NutriTruth has a nice chart on their website that summarizes the results of cases where follow-up data was available:


It appears that data would be available for five of the pregnancies, but these outcomes were unknown at the time of the writing of Pfizer’s paper. So there are solid data available from 29 pregnancies. One out of 29 of these pregnancies had a “normal” outcome. That means 28 of the 29 babies have died! That’s a death rate of 97%. It is of little importance at this point what reliable data set you look at to determine a “background” death rate, none come close to 97%. Spontaneous abortions are more common than many people think, but, again, they are nowhere near the rate in this study. Even in the case of the “normal outcome” it means there was an apparently healthy baby.

We looked at Pfizer’s preclinical data on reproductive toxicity, and it’s fatally flawed. One of the problems was “vaccinating” only the females; apparently, people had forgotten that “it takes two to tango”. Also, the rodent models were used to express the low-affinity version of the receptor for the spike protein encoded by the “vaccines”. Humans express the receptor with high affinity. This means that the rodent models are unable to reveal the toxicity that could be associated with the spike protein. In short, the preclinical studies could not provide any assurance that Pfizer’s vaccine would be safe in the context of pregnancy.

Our group has been working with scientists and doctors on the “real-world” studies after the launch of the vaccine on pregnancy and the COVID-19 injections. They are all very flawed. Real-world studies should never have been approved on the basis of the data presented by Pfizer.

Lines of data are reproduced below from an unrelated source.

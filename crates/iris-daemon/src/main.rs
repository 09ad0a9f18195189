//! IRIS acquisition daemon entry point.
//!
//! Opens the fieldbus session, wires the acquisition and job controller to
//! it, optionally runs one measurement job, and closes everything on
//! SIGINT/SIGTERM.

mod diagnostics;
mod signals;

use anyhow::{Context, Result};
use clap::Parser;
use iris_acquisition::{
    Acquisition, JobController, JobOutcome, JobRequest, MeasurementStore, MemoryStore,
    SyntheticScores,
};
use iris_common::config::{FieldbusDriver, ServiceConfig};
use iris_fieldbus::{BusLink, FieldbusSession, FrameCodes, FrameSink, SessionBuilder, SimulatedMaster};
use std::path::PathBuf;
use std::sync::Arc;
use std::time::Duration;
use tracing::{error, info, warn};

use crate::diagnostics::{format_status_json, StatusReporter};
use crate::signals::{wait_for_shutdown, SignalHandler};

/// IRIS daemon command-line arguments.
#[derive(Parser, Debug)]
#[command(
    name = "iris-daemon",
    about = "IRIS acquisition daemon - fieldbus sampling and measurement jobs",
    version,
    long_about = None
)]
struct Args {
    /// Path to a service configuration file (TOML).
    #[arg(long, short = 'c', value_name = "FILE")]
    config: Option<PathBuf>,

    /// Network adapter (overrides config file).
    #[arg(long, short = 'a')]
    adapter: Option<String>,

    /// Sample file directory (overrides config file).
    #[arg(long, value_name = "DIR")]
    samples_dir: Option<PathBuf>,

    /// Register a device serial number (repeatable).
    #[arg(long = "device", short = 'd', value_name = "SN")]
    devices: Vec<String>,

    /// Run one measurement job for this device at startup.
    #[arg(long, value_name = "SN")]
    run: Option<String>,

    /// Number of cycles of the startup job.
    #[arg(long, default_value = "1")]
    repeat: u32,

    /// Pause between cycles of the startup job (e.g. "5s", "500ms").
    #[arg(long, default_value = "0s", value_parser = humantime::parse_duration)]
    interval: Duration,

    /// Exit once the startup job has finished.
    #[arg(long)]
    exit_after_job: bool,

    /// Log a status report at this period (0s disables).
    #[arg(long, default_value = "60s", value_parser = humantime::parse_duration)]
    status_interval: Duration,

    /// Print the effective configuration and exit.
    #[arg(long)]
    print_config: bool,

    /// Log level (trace, debug, info, warn, error).
    #[arg(long, short = 'l', default_value = "info")]
    log_level: String,
}

fn main() -> Result<()> {
    let args = Args::parse();

    init_logging(&args.log_level);

    info!(version = env!("CARGO_PKG_VERSION"), "Starting IRIS daemon");

    let mut config = load_config(&args)?;
    if let Some(adapter) = &args.adapter {
        config.fieldbus.adapter = Some(adapter.clone());
    }
    if let Some(dir) = &args.samples_dir {
        config.storage.base_dir = dir.clone();
    }

    if args.print_config {
        println!("{}", config.to_toml().context("Failed to render configuration")?);
        return Ok(());
    }

    info!(
        driver = ?config.fieldbus.driver,
        adapter = config.fieldbus.adapter.as_deref().unwrap_or(iris_fieldbus::DEFAULT_ADAPTER),
        samples = %config.storage.base_dir.display(),
        "Configuration loaded"
    );

    let signal_handler = SignalHandler::new().context("Failed to set up signal handlers")?;

    run_daemon(&config, &args, &signal_handler)
}

/// Initialize logging with the specified log level.
fn init_logging(level: &str) {
    let filter = format!(
        "iris_daemon={level},iris_acquisition={level},iris_fieldbus={level},iris_common={level}"
    );

    tracing_subscriber::fmt()
        .with_env_filter(
            tracing_subscriber::EnvFilter::try_from_default_env()
                .unwrap_or_else(|_| tracing_subscriber::EnvFilter::new(&filter)),
        )
        .with_target(true)
        .with_thread_ids(true)
        .init();
}

/// Load configuration from file or use defaults.
///
/// Resolution priority (first existing file wins):
/// 1. Command-line `--config` argument
/// 2. `IRIS_CONFIG_PATH` environment variable
/// 3. `/etc/iris/config.toml` (system path)
/// 4. `config/default.toml` (local development)
/// 5. Built-in defaults
fn load_config(args: &Args) -> Result<ServiceConfig> {
    if let Some(config_path) = &args.config {
        info!(?config_path, "Loading config from command-line argument");
        return ServiceConfig::from_file(config_path)
            .with_context(|| format!("Failed to load config from {config_path:?}"));
    }

    if let Ok(env_path) = std::env::var("IRIS_CONFIG_PATH") {
        let config_path = PathBuf::from(&env_path);
        if config_path.exists() {
            info!(?config_path, "Loading config from IRIS_CONFIG_PATH");
            return ServiceConfig::from_file(&config_path).with_context(|| {
                format!("Failed to load config from IRIS_CONFIG_PATH={env_path:?}")
            });
        }
        warn!(
            path = %env_path,
            "IRIS_CONFIG_PATH set but file does not exist, checking other locations"
        );
    }

    for path in ["/etc/iris/config.toml", "config/default.toml"] {
        let config_path = PathBuf::from(path);
        if config_path.exists() {
            info!(?config_path, "Loading config file");
            return ServiceConfig::from_file(&config_path)
                .with_context(|| format!("Failed to load config from {config_path:?}"));
        }
    }

    info!("No config file found, using built-in defaults");
    Ok(ServiceConfig::default())
}

/// Create the master for the configured driver.
fn create_master(config: &ServiceConfig) -> SimulatedMaster {
    match config.fieldbus.driver {
        FieldbusDriver::Simulated => {
            info!("Using simulated fieldbus master");
            SimulatedMaster::with_iris_codes(&config.acquisition)
        }
    }
}

/// Open the session, serve until shutdown, then tear everything down.
fn run_daemon(config: &ServiceConfig, args: &Args, signals: &SignalHandler) -> Result<()> {
    let link = Arc::new(BusLink::new());
    let acquisition = Arc::new(Acquisition::new(Arc::clone(&link), &config.acquisition));

    let session = SessionBuilder::new(&config.fieldbus)
        .codes(FrameCodes::from(&config.acquisition))
        .link(link)
        .sink(Arc::clone(&acquisition) as Arc<dyn FrameSink>)
        .open(create_master(config))
        .context("Failed to open fieldbus session")?;
    info!(
        adapter = session.adapter(),
        all_op = session.all_op_reached(),
        "Fieldbus session open"
    );

    let store = Arc::new(MemoryStore::with_devices(
        args.devices.iter().chain(args.run.iter()).cloned(),
    ));
    let controller = JobController::from_config(
        acquisition,
        Arc::clone(&store) as Arc<dyn MeasurementStore>,
        Arc::new(SyntheticScores::default()),
        config,
    );

    let startup_job = match &args.run {
        Some(sn) => {
            let request = JobRequest::new(sn.clone(), args.repeat).with_interval(args.interval);
            let job_id = controller
                .start_job(request)
                .with_context(|| format!("Failed to start job for {sn}"))?;
            info!(%sn, job = %job_id, "Startup job running");
            Some(sn.clone())
        }
        None => None,
    };

    serve(&session, &controller, startup_job.as_deref(), args, signals);

    info!("Shutting down...");
    for report in controller.shutdown() {
        info!(sn = %report.sn, job = %report.job_id, outcome = %report.outcome, "Job stopped at shutdown");
    }
    let mut reporter = StatusReporter::new();
    let devices = controller.devices().unwrap_or_default();
    info!(status = %format_status_json(&reporter.snapshot(&session, &devices)), "Final status");

    match session.close() {
        Ok(slaves) => {
            info!(
                slaves = slaves.len(),
                signals = signals.state().signal_count(),
                "Daemon shutdown complete"
            );
            Ok(())
        }
        Err(e) => {
            error!(error = %e, "Fieldbus session closed with error");
            Err(e).context("Fieldbus session did not shut down cleanly")
        }
    }
}

/// Main loop: status reports and the startup job until shutdown.
fn serve(
    session: &FieldbusSession,
    controller: &JobController,
    startup_job: Option<&str>,
    args: &Args,
    signals: &SignalHandler,
) {
    let mut reporter = StatusReporter::new();
    let mut since_report = Duration::ZERO;
    let tick = Duration::from_millis(100);

    while !wait_for_shutdown(signals, tick) {
        since_report += tick;
        let periodic = !args.status_interval.is_zero() && since_report >= args.status_interval;
        if periodic || signals.take_status_request() {
            since_report = Duration::ZERO;
            let devices = controller.devices().unwrap_or_default();
            info!(status = %format_status_json(&reporter.snapshot(session, &devices)), "Status");
        }

        if let Some(sn) = startup_job.filter(|_| args.exit_after_job) {
            if !controller.is_job_running(sn).unwrap_or(false) {
                match controller.wait_job(sn) {
                    Ok(report) if report.outcome == JobOutcome::Completed => {
                        info!(%sn, recorded = report.recorded, "Startup job completed");
                    }
                    Ok(report) => info!(%sn, outcome = %report.outcome, "Startup job ended"),
                    Err(e) => error!(%sn, error = %e, "Startup job failed"),
                }
                signals.request_shutdown();
            }
        }
    }
}

#[cfg(test)]
mod tests {
    use super::*;

    #[test]
    fn test_args_parsing() {
        let args = Args::parse_from(["iris-daemon", "-d", "1001", "-d", "1002"]);
        assert_eq!(args.devices, vec!["1001", "1002"]);
        assert!(args.config.is_none());
        assert_eq!(args.repeat, 1);
        assert_eq!(args.interval, Duration::ZERO);
    }

    #[test]
    fn test_args_with_job() {
        let args = Args::parse_from([
            "iris-daemon",
            "-c",
            "iris.toml",
            "--run",
            "1001",
            "--repeat",
            "3",
            "--interval",
            "500ms",
            "--exit-after-job",
        ]);
        assert_eq!(args.config, Some(PathBuf::from("iris.toml")));
        assert_eq!(args.run.as_deref(), Some("1001"));
        assert_eq!(args.repeat, 3);
        assert_eq!(args.interval, Duration::from_millis(500));
        assert!(args.exit_after_job);
    }

    #[test]
    fn test_default_config() {
        let config = ServiceConfig::default();
        assert_eq!(config.fieldbus.exchange_period, Duration::from_millis(10));
        assert_eq!(config.fieldbus.driver, FieldbusDriver::Simulated);
    }

    #[test]
    fn test_shipped_config_matches_defaults() {
        let path = PathBuf::from(env!("CARGO_MANIFEST_DIR")).join("../../config/default.toml");
        let shipped = ServiceConfig::from_file(&path).unwrap();
        let defaults = ServiceConfig::default();
        assert_eq!(shipped.fieldbus.slaves, defaults.fieldbus.slaves);
        assert_eq!(shipped.fieldbus.exchange_period, defaults.fieldbus.exchange_period);
        assert_eq!(shipped.acquisition.full_signal, defaults.acquisition.full_signal);
        assert_eq!(shipped.storage.base_dir, defaults.storage.base_dir);
    }
}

Many countries have forced Pfizer’s COVID-19 “vaccine” on pregnant women, often through mandates. This was done with the full blessing of their obstetrics and gynecology associations. With this data in hand, will the obstetricians and gynecologists continue to make these recommendations? Ultimately, couples who are experiencing or wishing to experience a pregnancy must take responsibility for informing themselves in order to enable fully informed consent. Too many obstetricians and gynecologists are either too superficially trained in the immunological subdiscipline of vaccinology, or they are too afraid to contradict a narrative that punishes deviant behavior. Some doctors are starting to speak out about this. Unfortunately, their one-off personal observations are simply considered anecdotal. As a scientist, however, we have been trained to observe the cumulative nature of these reports; not to dismiss them outright, and to use them to formulate legitimate scientific questions.

If you or your baby have experienced any problems after the vaccination, please tell your doctor. They are obliged to report an undesirable effect, without expressing an opinion on whether they think there is a connection or not. The accumulation of these reports is the only way scientists can help detect safety signals during a public rollout of a new medical product.

A 97% death rate in babies born to pregnant mothers who were “vaccinated” is staggering. And this came from Pfizer’s own clinical trial data. This points to a massive failure in the public health regulatory process. The public, which public health regulators should serve, should demand accountability from these government-run institutions.

If we were a regulatory scientist reviewing Pfizer’s pregnancy outcomes, we would in no way have ever supported the use of their inoculation in pregnant women. And we would never have allowed “real-world” data from flawed studies to take the place of sound preclinical and clinical trials. Nor would we be silent about this knowledge. Regulators who know better should start raising their voices.